#### Records shown ####

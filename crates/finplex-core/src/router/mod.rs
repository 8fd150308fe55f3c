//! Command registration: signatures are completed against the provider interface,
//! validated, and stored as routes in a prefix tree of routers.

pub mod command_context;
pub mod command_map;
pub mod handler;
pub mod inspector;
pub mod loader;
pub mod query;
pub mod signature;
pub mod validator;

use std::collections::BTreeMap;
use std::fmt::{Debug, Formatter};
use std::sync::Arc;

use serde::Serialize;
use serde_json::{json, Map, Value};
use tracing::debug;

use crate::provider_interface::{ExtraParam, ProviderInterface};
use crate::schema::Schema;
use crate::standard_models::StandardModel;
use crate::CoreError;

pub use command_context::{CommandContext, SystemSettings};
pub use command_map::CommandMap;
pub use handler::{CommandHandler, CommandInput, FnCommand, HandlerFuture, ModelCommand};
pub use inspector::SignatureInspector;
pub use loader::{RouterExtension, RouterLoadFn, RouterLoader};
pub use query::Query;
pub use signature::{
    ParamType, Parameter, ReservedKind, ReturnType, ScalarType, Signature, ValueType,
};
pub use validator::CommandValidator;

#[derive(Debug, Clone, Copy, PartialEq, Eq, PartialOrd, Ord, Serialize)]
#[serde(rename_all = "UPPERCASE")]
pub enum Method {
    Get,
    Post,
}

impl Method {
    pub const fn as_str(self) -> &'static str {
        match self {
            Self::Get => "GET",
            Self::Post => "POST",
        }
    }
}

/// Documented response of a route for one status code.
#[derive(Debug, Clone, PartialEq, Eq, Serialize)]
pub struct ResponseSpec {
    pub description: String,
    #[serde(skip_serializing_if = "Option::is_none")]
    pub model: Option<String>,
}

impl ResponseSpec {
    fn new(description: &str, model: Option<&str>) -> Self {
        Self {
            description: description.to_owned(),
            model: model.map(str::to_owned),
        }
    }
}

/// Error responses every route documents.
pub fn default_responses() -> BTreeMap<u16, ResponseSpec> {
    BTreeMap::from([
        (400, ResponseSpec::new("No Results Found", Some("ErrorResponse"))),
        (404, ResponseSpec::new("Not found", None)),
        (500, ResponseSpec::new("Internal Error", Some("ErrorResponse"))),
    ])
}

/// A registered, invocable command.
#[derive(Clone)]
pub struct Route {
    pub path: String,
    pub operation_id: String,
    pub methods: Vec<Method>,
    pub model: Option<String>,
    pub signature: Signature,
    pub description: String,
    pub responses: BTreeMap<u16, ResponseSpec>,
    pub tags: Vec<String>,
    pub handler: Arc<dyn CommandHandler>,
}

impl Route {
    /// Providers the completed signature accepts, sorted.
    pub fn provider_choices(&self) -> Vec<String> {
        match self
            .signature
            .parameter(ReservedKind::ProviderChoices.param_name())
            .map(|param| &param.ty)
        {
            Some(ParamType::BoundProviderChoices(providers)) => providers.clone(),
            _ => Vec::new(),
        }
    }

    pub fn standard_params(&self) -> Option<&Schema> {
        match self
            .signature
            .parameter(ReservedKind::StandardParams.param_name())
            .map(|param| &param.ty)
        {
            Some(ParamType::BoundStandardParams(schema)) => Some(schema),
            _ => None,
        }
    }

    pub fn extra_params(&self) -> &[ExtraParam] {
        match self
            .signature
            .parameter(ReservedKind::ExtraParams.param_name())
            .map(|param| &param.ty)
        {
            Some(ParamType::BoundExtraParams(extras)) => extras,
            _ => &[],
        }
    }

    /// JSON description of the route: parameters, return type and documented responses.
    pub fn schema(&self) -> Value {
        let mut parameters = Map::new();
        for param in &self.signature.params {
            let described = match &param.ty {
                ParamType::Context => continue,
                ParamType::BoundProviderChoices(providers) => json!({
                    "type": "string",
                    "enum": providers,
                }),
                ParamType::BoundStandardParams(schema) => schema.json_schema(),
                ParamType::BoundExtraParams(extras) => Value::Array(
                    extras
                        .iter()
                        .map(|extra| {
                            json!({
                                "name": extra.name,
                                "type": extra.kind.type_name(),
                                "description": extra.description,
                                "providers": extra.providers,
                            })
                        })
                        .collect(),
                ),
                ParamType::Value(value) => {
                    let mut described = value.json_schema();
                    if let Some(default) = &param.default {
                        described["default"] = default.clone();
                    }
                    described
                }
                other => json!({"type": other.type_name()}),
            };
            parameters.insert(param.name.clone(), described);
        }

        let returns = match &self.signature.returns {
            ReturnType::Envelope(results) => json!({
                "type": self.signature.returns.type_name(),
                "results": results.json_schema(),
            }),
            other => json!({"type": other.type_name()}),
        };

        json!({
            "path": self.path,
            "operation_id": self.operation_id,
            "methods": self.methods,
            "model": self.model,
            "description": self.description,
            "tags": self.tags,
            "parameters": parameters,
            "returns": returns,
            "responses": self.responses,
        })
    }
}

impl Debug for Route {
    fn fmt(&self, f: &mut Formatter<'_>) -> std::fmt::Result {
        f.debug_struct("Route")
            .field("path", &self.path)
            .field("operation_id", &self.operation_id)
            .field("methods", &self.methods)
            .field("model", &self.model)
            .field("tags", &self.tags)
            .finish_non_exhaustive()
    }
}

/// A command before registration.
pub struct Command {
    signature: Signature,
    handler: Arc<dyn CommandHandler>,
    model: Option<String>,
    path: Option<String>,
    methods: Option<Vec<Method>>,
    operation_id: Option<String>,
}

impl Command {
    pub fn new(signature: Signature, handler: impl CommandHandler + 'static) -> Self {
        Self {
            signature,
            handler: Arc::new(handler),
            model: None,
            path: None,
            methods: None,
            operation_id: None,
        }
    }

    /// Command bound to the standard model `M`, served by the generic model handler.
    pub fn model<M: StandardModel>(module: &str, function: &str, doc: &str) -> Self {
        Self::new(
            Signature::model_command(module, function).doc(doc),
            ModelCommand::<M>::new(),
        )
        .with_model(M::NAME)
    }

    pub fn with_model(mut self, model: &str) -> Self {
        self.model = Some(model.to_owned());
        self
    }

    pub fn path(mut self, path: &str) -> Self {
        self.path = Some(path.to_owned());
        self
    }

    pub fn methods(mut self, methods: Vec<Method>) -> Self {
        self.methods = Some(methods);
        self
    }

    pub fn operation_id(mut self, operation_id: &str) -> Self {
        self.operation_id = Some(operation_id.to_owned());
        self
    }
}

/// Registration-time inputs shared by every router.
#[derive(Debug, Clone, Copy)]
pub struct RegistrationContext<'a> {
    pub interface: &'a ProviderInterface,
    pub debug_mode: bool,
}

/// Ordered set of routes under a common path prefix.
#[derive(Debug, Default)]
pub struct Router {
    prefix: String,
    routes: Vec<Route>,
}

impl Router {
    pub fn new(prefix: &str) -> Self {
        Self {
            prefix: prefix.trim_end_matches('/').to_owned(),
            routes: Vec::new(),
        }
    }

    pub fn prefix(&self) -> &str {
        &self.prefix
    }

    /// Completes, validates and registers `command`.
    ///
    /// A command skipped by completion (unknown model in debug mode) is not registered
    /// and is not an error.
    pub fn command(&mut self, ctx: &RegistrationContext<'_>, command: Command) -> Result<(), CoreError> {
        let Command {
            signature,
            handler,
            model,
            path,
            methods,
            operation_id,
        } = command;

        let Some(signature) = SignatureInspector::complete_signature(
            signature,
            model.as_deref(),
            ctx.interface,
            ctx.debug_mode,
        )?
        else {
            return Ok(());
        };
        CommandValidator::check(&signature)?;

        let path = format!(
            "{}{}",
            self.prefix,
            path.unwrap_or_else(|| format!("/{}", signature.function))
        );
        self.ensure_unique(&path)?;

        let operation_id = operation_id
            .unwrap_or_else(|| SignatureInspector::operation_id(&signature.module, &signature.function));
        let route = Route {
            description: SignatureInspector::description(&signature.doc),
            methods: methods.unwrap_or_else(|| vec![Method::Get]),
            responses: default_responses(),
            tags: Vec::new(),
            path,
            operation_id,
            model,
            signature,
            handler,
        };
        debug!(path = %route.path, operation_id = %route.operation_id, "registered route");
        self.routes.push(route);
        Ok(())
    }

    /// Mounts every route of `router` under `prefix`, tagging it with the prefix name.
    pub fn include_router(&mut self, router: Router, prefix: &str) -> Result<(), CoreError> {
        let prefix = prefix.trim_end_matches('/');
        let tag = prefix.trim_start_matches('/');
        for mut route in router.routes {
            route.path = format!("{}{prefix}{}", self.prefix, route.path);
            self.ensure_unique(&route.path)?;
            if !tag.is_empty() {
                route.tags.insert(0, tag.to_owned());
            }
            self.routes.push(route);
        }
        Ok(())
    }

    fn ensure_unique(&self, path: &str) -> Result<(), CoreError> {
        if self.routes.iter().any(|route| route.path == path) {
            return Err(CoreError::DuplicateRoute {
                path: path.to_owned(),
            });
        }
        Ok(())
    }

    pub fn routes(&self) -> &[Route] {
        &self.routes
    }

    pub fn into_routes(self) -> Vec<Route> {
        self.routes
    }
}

####
#### Records shown ####

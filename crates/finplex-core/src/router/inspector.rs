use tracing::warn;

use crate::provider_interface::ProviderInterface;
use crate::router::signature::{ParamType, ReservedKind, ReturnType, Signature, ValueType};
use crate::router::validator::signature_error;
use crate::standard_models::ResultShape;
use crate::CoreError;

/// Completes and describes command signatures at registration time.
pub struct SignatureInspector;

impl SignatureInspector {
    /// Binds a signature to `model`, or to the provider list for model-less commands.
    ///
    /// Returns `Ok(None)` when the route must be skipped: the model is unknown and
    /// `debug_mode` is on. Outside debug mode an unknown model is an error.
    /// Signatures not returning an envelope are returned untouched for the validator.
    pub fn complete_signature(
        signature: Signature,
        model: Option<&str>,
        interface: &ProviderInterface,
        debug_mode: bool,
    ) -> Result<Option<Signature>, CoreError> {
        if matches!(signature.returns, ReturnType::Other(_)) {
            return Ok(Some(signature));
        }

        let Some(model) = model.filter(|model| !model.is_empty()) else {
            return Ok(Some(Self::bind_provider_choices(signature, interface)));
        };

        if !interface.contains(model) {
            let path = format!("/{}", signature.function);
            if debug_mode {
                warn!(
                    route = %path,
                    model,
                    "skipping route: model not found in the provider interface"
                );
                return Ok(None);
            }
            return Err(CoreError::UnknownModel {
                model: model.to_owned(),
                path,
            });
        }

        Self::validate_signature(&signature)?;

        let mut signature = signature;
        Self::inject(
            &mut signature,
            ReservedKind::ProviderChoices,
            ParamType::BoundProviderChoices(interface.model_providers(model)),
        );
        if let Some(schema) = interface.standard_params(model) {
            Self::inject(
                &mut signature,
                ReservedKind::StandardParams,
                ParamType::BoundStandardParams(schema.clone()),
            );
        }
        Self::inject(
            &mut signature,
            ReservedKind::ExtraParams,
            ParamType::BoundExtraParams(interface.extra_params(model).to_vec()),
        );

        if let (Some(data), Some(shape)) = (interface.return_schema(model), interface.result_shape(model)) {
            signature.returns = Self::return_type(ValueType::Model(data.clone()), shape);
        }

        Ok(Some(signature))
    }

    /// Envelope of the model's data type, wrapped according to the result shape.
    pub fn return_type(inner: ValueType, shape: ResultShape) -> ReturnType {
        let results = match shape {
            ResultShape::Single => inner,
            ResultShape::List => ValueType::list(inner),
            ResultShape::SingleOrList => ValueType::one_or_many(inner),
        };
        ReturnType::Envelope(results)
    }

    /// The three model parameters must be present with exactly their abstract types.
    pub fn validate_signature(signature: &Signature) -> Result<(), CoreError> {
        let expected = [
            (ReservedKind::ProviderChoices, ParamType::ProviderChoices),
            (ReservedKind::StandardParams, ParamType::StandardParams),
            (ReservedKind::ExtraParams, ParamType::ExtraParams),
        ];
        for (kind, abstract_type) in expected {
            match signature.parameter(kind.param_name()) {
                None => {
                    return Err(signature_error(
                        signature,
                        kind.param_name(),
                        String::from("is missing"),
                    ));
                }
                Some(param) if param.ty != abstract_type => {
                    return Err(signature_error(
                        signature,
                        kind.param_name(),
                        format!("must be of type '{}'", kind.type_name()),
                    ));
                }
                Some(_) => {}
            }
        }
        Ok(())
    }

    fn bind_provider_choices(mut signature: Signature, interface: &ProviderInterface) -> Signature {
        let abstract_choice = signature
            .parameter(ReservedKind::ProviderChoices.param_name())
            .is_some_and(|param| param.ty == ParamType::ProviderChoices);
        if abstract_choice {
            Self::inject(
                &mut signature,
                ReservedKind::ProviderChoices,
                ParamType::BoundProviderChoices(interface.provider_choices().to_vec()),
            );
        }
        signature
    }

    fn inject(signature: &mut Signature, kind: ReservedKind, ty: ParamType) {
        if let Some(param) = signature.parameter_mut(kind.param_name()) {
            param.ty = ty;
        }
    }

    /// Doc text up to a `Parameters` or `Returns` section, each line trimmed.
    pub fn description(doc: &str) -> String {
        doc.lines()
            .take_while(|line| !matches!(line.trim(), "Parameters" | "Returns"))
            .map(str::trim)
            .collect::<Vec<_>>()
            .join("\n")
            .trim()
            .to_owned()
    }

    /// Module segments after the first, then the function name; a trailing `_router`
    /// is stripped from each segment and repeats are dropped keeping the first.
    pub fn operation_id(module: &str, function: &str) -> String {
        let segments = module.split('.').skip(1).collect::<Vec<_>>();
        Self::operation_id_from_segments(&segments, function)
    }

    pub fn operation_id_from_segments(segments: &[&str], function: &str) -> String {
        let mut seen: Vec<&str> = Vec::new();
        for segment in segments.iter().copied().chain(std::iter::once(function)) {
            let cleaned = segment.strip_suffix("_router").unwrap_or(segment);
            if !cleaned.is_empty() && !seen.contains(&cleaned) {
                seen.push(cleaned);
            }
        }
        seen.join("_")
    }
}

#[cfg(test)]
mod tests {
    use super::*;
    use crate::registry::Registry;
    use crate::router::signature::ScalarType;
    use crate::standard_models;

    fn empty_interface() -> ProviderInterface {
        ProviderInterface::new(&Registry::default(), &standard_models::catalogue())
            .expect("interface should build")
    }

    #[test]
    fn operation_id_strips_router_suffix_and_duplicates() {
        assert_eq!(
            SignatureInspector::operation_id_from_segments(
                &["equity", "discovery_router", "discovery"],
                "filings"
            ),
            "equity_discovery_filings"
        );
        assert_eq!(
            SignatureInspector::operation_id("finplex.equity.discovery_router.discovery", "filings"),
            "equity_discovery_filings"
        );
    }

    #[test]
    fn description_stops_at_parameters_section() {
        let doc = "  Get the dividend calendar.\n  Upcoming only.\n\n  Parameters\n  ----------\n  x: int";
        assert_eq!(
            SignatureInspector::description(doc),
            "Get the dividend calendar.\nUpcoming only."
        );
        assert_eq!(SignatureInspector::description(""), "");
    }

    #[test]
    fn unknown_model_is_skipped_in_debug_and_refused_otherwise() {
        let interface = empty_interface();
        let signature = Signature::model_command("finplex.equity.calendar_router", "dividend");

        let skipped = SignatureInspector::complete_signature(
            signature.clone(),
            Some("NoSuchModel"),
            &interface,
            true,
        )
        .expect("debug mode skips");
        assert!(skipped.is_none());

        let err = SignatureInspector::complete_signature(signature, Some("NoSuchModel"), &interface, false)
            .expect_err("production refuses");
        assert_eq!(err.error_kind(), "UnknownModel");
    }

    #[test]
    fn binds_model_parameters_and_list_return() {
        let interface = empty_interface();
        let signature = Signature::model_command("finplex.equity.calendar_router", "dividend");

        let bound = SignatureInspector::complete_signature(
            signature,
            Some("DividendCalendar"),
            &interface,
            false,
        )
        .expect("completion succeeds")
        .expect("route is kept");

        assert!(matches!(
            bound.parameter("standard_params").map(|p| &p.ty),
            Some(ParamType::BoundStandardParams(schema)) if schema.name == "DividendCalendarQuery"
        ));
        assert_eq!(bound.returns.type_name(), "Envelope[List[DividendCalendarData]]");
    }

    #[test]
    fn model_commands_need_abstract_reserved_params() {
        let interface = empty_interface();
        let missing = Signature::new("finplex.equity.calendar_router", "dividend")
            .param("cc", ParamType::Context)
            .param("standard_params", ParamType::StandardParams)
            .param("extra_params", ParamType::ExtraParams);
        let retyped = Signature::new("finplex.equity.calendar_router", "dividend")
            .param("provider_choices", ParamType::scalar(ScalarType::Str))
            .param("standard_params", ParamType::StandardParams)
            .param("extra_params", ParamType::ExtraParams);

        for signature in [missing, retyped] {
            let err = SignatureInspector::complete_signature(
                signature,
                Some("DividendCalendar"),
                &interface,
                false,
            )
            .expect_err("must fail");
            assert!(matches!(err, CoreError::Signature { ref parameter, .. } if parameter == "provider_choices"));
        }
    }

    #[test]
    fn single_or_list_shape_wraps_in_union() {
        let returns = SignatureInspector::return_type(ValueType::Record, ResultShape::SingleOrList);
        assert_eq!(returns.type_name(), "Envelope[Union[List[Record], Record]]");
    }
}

####

Your answer should consist of the lines above that hold the word "SingleOrList".

**Solution for this problem**
            ResultShape::SingleOrList => ValueType::one_or_many(inner),
        let returns = SignatureInspector::return_type(ValueType::Record, ResultShape::SingleOrList);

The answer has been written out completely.